▶ _EXCERPTED RECORDS_
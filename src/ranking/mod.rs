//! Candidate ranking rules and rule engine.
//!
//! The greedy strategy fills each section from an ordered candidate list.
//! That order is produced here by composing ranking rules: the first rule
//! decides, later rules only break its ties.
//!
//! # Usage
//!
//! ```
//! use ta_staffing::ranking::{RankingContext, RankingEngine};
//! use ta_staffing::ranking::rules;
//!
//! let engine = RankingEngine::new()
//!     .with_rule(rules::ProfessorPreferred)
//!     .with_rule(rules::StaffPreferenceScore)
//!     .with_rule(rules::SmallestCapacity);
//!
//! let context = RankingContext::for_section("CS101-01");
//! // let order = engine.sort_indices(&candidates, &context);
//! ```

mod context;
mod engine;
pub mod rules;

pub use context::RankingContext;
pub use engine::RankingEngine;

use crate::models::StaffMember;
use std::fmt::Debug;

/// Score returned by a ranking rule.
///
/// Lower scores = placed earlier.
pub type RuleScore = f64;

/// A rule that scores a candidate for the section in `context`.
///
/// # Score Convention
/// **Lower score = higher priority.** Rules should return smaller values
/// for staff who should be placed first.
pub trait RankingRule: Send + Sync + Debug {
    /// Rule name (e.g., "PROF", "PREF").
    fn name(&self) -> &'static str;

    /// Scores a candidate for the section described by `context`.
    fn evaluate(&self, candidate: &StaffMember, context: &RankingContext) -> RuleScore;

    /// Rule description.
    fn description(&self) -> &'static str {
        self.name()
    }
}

--

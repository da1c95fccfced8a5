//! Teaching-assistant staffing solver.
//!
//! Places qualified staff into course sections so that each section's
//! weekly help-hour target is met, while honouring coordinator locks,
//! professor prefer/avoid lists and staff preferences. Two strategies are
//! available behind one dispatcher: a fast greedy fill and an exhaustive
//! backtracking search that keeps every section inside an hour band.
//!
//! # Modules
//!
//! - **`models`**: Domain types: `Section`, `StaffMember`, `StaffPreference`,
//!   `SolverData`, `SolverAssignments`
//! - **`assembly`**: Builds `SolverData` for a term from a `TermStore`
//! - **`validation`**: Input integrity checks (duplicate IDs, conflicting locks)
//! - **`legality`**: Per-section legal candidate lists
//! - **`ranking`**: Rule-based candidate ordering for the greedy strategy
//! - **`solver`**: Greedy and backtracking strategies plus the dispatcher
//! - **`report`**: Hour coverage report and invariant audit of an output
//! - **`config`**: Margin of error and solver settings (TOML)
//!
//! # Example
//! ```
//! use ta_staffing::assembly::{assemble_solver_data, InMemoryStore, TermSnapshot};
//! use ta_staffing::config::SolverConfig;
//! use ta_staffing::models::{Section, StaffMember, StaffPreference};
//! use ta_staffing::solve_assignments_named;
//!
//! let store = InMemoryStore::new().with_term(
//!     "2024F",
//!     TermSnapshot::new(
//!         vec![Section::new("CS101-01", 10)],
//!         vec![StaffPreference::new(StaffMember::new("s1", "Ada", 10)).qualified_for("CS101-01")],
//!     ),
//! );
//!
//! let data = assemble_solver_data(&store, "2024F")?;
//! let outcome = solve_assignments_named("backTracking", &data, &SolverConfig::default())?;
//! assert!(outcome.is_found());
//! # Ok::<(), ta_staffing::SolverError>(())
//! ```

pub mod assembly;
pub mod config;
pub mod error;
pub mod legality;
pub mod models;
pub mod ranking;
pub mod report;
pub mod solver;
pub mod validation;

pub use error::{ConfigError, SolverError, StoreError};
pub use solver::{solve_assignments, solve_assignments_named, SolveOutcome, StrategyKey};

▶ _INSTRUCTIONS TO FOLLOW_
Filter the listing by the string "placed"; copy each matching line.

▶ _ANSWER BOX_
/// Lower scores = placed earlier.
/// for staff who should be placed first.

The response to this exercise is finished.